How to count words frequency in Teradata

Question

For example if I have 1000 rows of data that has customer ID (e.g. 123) and their comments on our product (e.g. great product easy use)

How do I use Teradata (version 15) to do a word frequency count so that the output has two columns one with the word and the other with frequency e.g. (Great: 20, Product: 10)?

Thank you

The final output is a word cloud that has the size of the word based on frequency. — user2525645, Apr 01 '15 at 16:08

JNevill · Accepted Answer · 2015-04-02T12:59:36.730

You could use strtok_split_to_table to pull this off.

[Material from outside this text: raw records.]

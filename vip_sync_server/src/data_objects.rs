use std::fmt::Display;

use chrono::{DateTime, Utc};
use serde::{Deserialize, Serialize};

#[derive(Debug, Clone, Serialize, Deserialize)]
pub struct JsonResponse {
    pub success: bool,
    pub message: String,
}

impl JsonResponse {
    pub fn success<S: Display>(message: S) -> Self {
        Self { success: true, message: message.to_string() }
    }

    pub fn failure<S: Display>(message: S) -> Self {
        Self { success: false, message: message.to_string() }
    }
}

/// A checkout request from the Discord bot. A member has picked a VIP tier and the bot asks for a
/// payment link to hand back to them.
#[derive(Debug, Clone, Serialize, Deserialize)]
#[serde(rename_all = "camelCase")]
pub struct CheckoutRequest {
    pub discord_id: String,
    pub server_id: String,
    pub vip_type: String,
    /// Where the provider sends the player after payment. Defaults to the deployment's success
    /// page when omitted.
    #[serde(default, skip_serializing_if = "Option::is_none")]
    pub redirect_url: Option<String>,
    /// A caller-supplied key that makes checkout retries safe. A repeat request with the same key
    /// returns the stored order instead of creating a second one.
    #[serde(default, skip_serializing_if = "Option::is_none")]
    pub idempotency_key: Option<String>,
}

#[derive(Debug, Clone, Serialize, Deserialize)]
#[serde(rename_all = "camelCase")]
pub struct CheckoutResponse {
    pub checkout_url: String,
    pub order_nsu: String,
}

/// A payment status update from InfinitePay.
///
/// The provider has shipped a few payload shapes over time. The order NSU and transaction NSU may
/// be flat fields or nested one level down, and the status arrives in either `status` or
/// `transaction_status`. The accessors resolve the fallbacks so handlers see one shape.
#[derive(Debug, Clone, Default, Serialize, Deserialize)]
pub struct PaymentWebhook {
    #[serde(default, skip_serializing_if = "Option::is_none")]
    pub order_nsu: Option<String>,
    #[serde(default, skip_serializing_if = "Option::is_none")]
    pub transaction_nsu: Option<String>,
    #[serde(default, skip_serializing_if = "Option::is_none")]
    pub status: Option<String>,
    #[serde(default, skip_serializing_if = "Option::is_none")]
    pub transaction_status: Option<String>,
    #[serde(default, skip_serializing_if = "Option::is_none")]
    pub order: Option<WebhookOrder>,
    #[serde(default, skip_serializing_if = "Option::is_none")]
    pub transaction: Option<WebhookTransaction>,
}

#[derive(Debug, Clone, Serialize, Deserialize)]
pub struct WebhookOrder {
    #[serde(default)]
    pub order_nsu: Option<String>,
}

#[derive(Debug, Clone, Serialize, Deserialize)]
pub struct WebhookTransaction {
    #[serde(default)]
    pub transaction_nsu: Option<String>,
}

impl PaymentWebhook {
    pub fn order_nsu(&self) -> Option<&str> {
        self.order_nsu.as_deref().or_else(|| self.order.as_ref().and_then(|o| o.order_nsu.as_deref()))
    }

    pub fn transaction_nsu(&self) -> Option<&str> {
        self.transaction_nsu.as_deref().or_else(|| self.transaction.as_ref().and_then(|t| t.transaction_nsu.as_deref()))
    }

    pub fn status_text(&self) -> &str {
        self.status.as_deref().or(self.transaction_status.as_deref()).unwrap_or_default()
    }
}

/// A manual VIP grant from a game-server admin.
#[derive(Debug, Clone, Serialize, Deserialize)]
#[serde(rename_all = "camelCase")]
pub struct ApplyVipRequest {
    pub server_id: String,
    pub steam_id: String,
    #[serde(default, skip_serializing_if = "Option::is_none")]
    pub discord_id: Option<String>,
    pub vip_type: String,
    /// When omitted, the grant runs for one VIP term from now.
    #[serde(default, skip_serializing_if = "Option::is_none")]
    pub vip_expires_at: Option<DateTime<Utc>>,
}

#[derive(Debug, Clone, Serialize, Deserialize)]
#[serde(rename_all = "camelCase")]
pub struct RemoveVipRequest {
    pub server_id: String,
    pub steam_id: String,
}

#[derive(Debug, Clone, Serialize, Deserialize)]
#[serde(rename_all = "camelCase")]
pub struct VipStatusQuery {
    pub server_id: String,
    pub steam_id: String,
}

/// A request from the bot to open a Steam linking session for a Discord member.
#[derive(Debug, Clone, Serialize, Deserialize)]
#[serde(rename_all = "camelCase")]
pub struct LinkRequest {
    pub discord_id: String,
    pub server_id: String,
}

#[derive(Debug, Clone, Serialize, Deserialize)]
#[serde(rename_all = "camelCase")]
pub struct SteamCallbackParams {
    pub session_id: String,
}

/// A command interaction the bot reports for validation and echo. All fields are optional on the
/// wire so the handler can name exactly which ones are missing.
#[derive(Debug, Clone, Default, Serialize, Deserialize)]
#[serde(rename_all = "camelCase")]
pub struct InteractionRequest {
    #[serde(default)]
    pub discord_id: Option<String>,
    #[serde(default)]
    pub server_id: Option<String>,
    #[serde(default, rename = "type")]
    pub interaction_type: Option<String>,
    #[serde(default)]
    pub command: Option<String>,
}

impl InteractionRequest {
    /// The wire names of the required fields that are absent or blank.
    pub fn missing_fields(&self) -> Vec<&'static str> {
        let mut missing = Vec::new();
        if is_blank(&self.discord_id) {
            missing.push("discordId");
        }
        if is_blank(&self.server_id) {
            missing.push("serverId");
        }
        if is_blank(&self.interaction_type) {
            missing.push("type");
        }
        if is_blank(&self.command) {
            missing.push("command");
        }
        missing
    }
}

fn is_blank(value: &Option<String>) -> bool {
    value.as_deref().map(str::trim).unwrap_or("").is_empty()
}
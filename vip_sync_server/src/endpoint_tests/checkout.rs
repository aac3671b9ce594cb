use actix_web::{http::StatusCode, web, web::ServiceConfig};
use infinitepay_tools::InfinitePayApiError;
use serde_json::{json, Value};
use vip_sync_engine::{
    db_types::{NewOrder, Order, PaymentStatus},
    OrderFlowApi,
};

use crate::{
    endpoint_tests::{
        helpers::{get_request, post_request, test_options, test_registry},
        mocks::{MockProvider, MockVipDb},
    },
    infinitepay_routes::{CheckoutFormRoute, CheckoutRoute},
};

const CHECKOUT_URL: &str = "https://checkout.infinitepay.io/pay/abc123";

fn order_from_new(order: NewOrder) -> Order {
    Order {
        id: 1,
        order_id: order.order_id,
        transaction_id: None,
        discord_id: order.discord_id,
        server_id: order.server_id,
        vip_tier: order.vip_tier,
        amount: order.amount,
        status: PaymentStatus::Pending,
        checkout_url: order.checkout_url,
        idempotency_key: order.idempotency_key,
        created_at: order.created_at,
        updated_at: order.created_at,
    }
}

fn register(cfg: &mut ServiceConfig, db: MockVipDb, provider: MockProvider) {
    let api = OrderFlowApi::new(db, test_registry());
    cfg.service(CheckoutRoute::<MockVipDb, MockProvider>::new())
        .service(CheckoutFormRoute::<MockVipDb, MockProvider>::new())
        .app_data(web::Data::new(api))
        .app_data(web::Data::new(provider))
        .app_data(web::Data::new(test_options()));
}

fn configure_happy_path(cfg: &mut ServiceConfig) {
    let mut db = MockVipDb::new();
    db.expect_insert_order().returning(|order| Ok((order_from_new(order), true)));
    let mut provider = MockProvider::new();
    provider.expect_create_checkout_link().returning(|_| Ok(CHECKOUT_URL.to_string()));
    register(cfg, db, provider);
}

fn configure_untouched_backend(cfg: &mut ServiceConfig) {
    let mut db = MockVipDb::new();
    db.expect_insert_order().times(0);
    let mut provider = MockProvider::new();
    provider.expect_create_checkout_link().times(0);
    register(cfg, db, provider);
}

fn configure_replay(cfg: &mut ServiceConfig) {
    let mut db = MockVipDb::new();
    db.expect_fetch_order_by_idempotency_key().withf(|key| key == "retry-1").returning(|_| {
        let stored = NewOrder::new(
            "ORD-1718000000000-00c0ffee".to_string().into(),
            "99887766".into(),
            "server1".into(),
            "vip".parse().unwrap(),
            "29.90".parse().unwrap(),
            CHECKOUT_URL.to_string(),
        )
        .with_idempotency_key("retry-1");
        Ok(Some(order_from_new(stored)))
    });
    db.expect_insert_order().times(0);
    let mut provider = MockProvider::new();
    provider.expect_create_checkout_link().times(0);
    register(cfg, db, provider);
}

fn configure_provider_down(cfg: &mut ServiceConfig) {
    let mut db = MockVipDb::new();
    db.expect_insert_order().times(0);
    let mut provider = MockProvider::new();
    provider
        .expect_create_checkout_link()
        .returning(|_| Err(InfinitePayApiError::SendError("connection refused".to_string())));
    register(cfg, db, provider);
}

#[actix_web::test]
async fn checkout_returns_a_payment_link() {
    let _ = env_logger::try_init();
    let body = json!({"discordId": "99887766", "serverId": "server1", "vipType": "vip"});
    let (status, body) = post_request(&[], "/checkout", body, configure_happy_path).await.expect("Request failed");
    assert_eq!(status, StatusCode::OK);
    let response: Value = serde_json::from_str(&body).expect("Invalid JSON response");
    assert_eq!(response["checkoutUrl"], CHECKOUT_URL);
    let nsu = response["orderNsu"].as_str().expect("orderNsu missing");
    assert!(nsu.starts_with("ORD-"), "Unexpected order NSU: {nsu}");
}

#[actix_web::test]
async fn checkout_works_from_a_query_string_too() {
    let _ = env_logger::try_init();
    let path = "/checkout?discordId=99887766&serverId=server1&vipType=vip";
    let (status, body) = get_request(&[], path, configure_happy_path).await.expect("Request failed");
    assert_eq!(status, StatusCode::OK);
    let response: Value = serde_json::from_str(&body).expect("Invalid JSON response");
    assert_eq!(response["checkoutUrl"], CHECKOUT_URL);
}

#[actix_web::test]
async fn checkout_rejects_unknown_servers() {
    let _ = env_logger::try_init();
    let body = json!({"discordId": "99887766", "serverId": "atlantis", "vipType": "vip"});
    let err = post_request(&[], "/checkout", body, configure_untouched_backend).await.expect_err("Expected error");
    assert!(err.contains("Server atlantis is not in the registry"), "Unexpected error: {err}");
}

#[actix_web::test]
async fn checkout_rejects_a_blank_discord_id() {
    let _ = env_logger::try_init();
    let body = json!({"discordId": "   ", "serverId": "server1", "vipType": "vip"});
    let err = post_request(&[], "/checkout", body, configure_untouched_backend).await.expect_err("Expected error");
    assert!(err.contains("discordId must not be empty"), "Unexpected error: {err}");
}

#[actix_web::test]
async fn checkout_rejects_unknown_tiers() {
    let _ = env_logger::try_init();
    let body = json!({"discordId": "99887766", "serverId": "server1", "vipType": "gold"});
    let err = post_request(&[], "/checkout", body, configure_untouched_backend).await.expect_err("Expected error");
    assert!(err.contains("Invalid VIP tier: gold"), "Unexpected error: {err}");
}

#[actix_web::test]
async fn checkout_retries_are_answered_from_the_ledger() {
    let _ = env_logger::try_init();
    let body =
        json!({"discordId": "99887766", "serverId": "server1", "vipType": "vip", "idempotencyKey": "retry-1"});
    let (status, body) = post_request(&[], "/checkout", body, configure_replay).await.expect("Request failed");
    assert_eq!(status, StatusCode::OK);
    let response: Value = serde_json::from_str(&body).expect("Invalid JSON response");
    assert_eq!(response["checkoutUrl"], CHECKOUT_URL);
    assert_eq!(response["orderNsu"], "ORD-1718000000000-00c0ffee");
}

#[actix_web::test]
async fn a_provider_failure_leaves_no_order_behind() {
    let _ = env_logger::try_init();
    let body = json!({"discordId": "99887766", "serverId": "server1", "vipType": "vip+"});
    let err = post_request(&[], "/checkout", body, configure_provider_down).await.expect_err("Expected error");
    assert!(err.contains("An upstream service failed"), "Unexpected error: {err}");
    assert!(err.contains("Could not reach InfinitePay"), "Unexpected error: {err}");
}

#[actix_web::test]
async fn checkout_requires_a_json_body() {
    let _ = env_logger::try_init();
    let err = post_request(&[], "/checkout", Value::Null, configure_untouched_backend).await.expect_err("Expected error");
    assert!(err.contains("Json deserialize error"), "Unexpected error: {err}");
}
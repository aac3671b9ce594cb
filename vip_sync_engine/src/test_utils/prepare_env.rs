use std::path::Path;

use log::*;
use sqlx::{migrate, migrate::MigrateDatabase, Sqlite};

use crate::SqliteDatabase;

pub async fn prepare_test_env(url: &str) {
    dotenvy::from_filename(".env.test").ok();
    let _ = env_logger::try_init();
    debug!("🚀️ Logging initialised");
    create_database(url).await;
    run_migrations(url).await;
}

pub fn random_db_path() -> String {
    format!("sqlite://../data/test_vip_store_{}", rand::random::<u64>())
}

pub async fn run_migrations(url: &str) {
    let db = SqliteDatabase::new_with_url(url, 5).await.expect("Error creating connection to database");
    migrate!("./src/sqlite/migrations").run(db.pool()).await.expect("Error running DB migrations");
    info!("🚀️ Migrations complete");
}

pub async fn create_database<P: AsRef<Path>>(path: P) {
    let p = path.as_ref().as_os_str().to_str().unwrap();
    if let Some(dir) = p.strip_prefix("sqlite://").and_then(|f| Path::new(f).parent()) {
        std::fs::create_dir_all(dir).ok();
    }
    if let Err(e) = Sqlite::drop_database(p).await {
        warn!("Error dropping database {p}: {e:?}");
    }
    Sqlite::create_database(p).await.expect("Error creating database");
    info!("Created Sqlite database {p}");
}
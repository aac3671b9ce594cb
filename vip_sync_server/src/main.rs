use dotenvy::dotenv;
use log::info;
use vip_sync_server::{cli::handle_command_line_args, config::ServerConfig, server::run_server};

#[actix_web::main]
async fn main() {
    dotenv().ok();
    env_logger::init();
    handle_command_line_args();
    let config = ServerConfig::from_env_or_default();

    info!("🚀️ Starting VIP sync server on {}:{}", config.host, config.port);
    match run_server(config).await {
        Ok(_) => println!("Bye!"),
        Err(e) => eprintln!("{e}"),
    }
}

Something like the following:

SELECT d.token, SUM(d.outkey)
FROM TABLE (strtok_split_to_table(1, <yourtable>.<yourcommentsfield>, ' ')
        RETURNS (outkey integer, tokennum integer, token varchar(20)character set unicode) ) as d 
GROUP BY 1

This will split each word in your comments field into individual records, then it counts the occurrence of each word. Just stick your own <yourtable>.<yourcommentsfield> in there and you should be good to go.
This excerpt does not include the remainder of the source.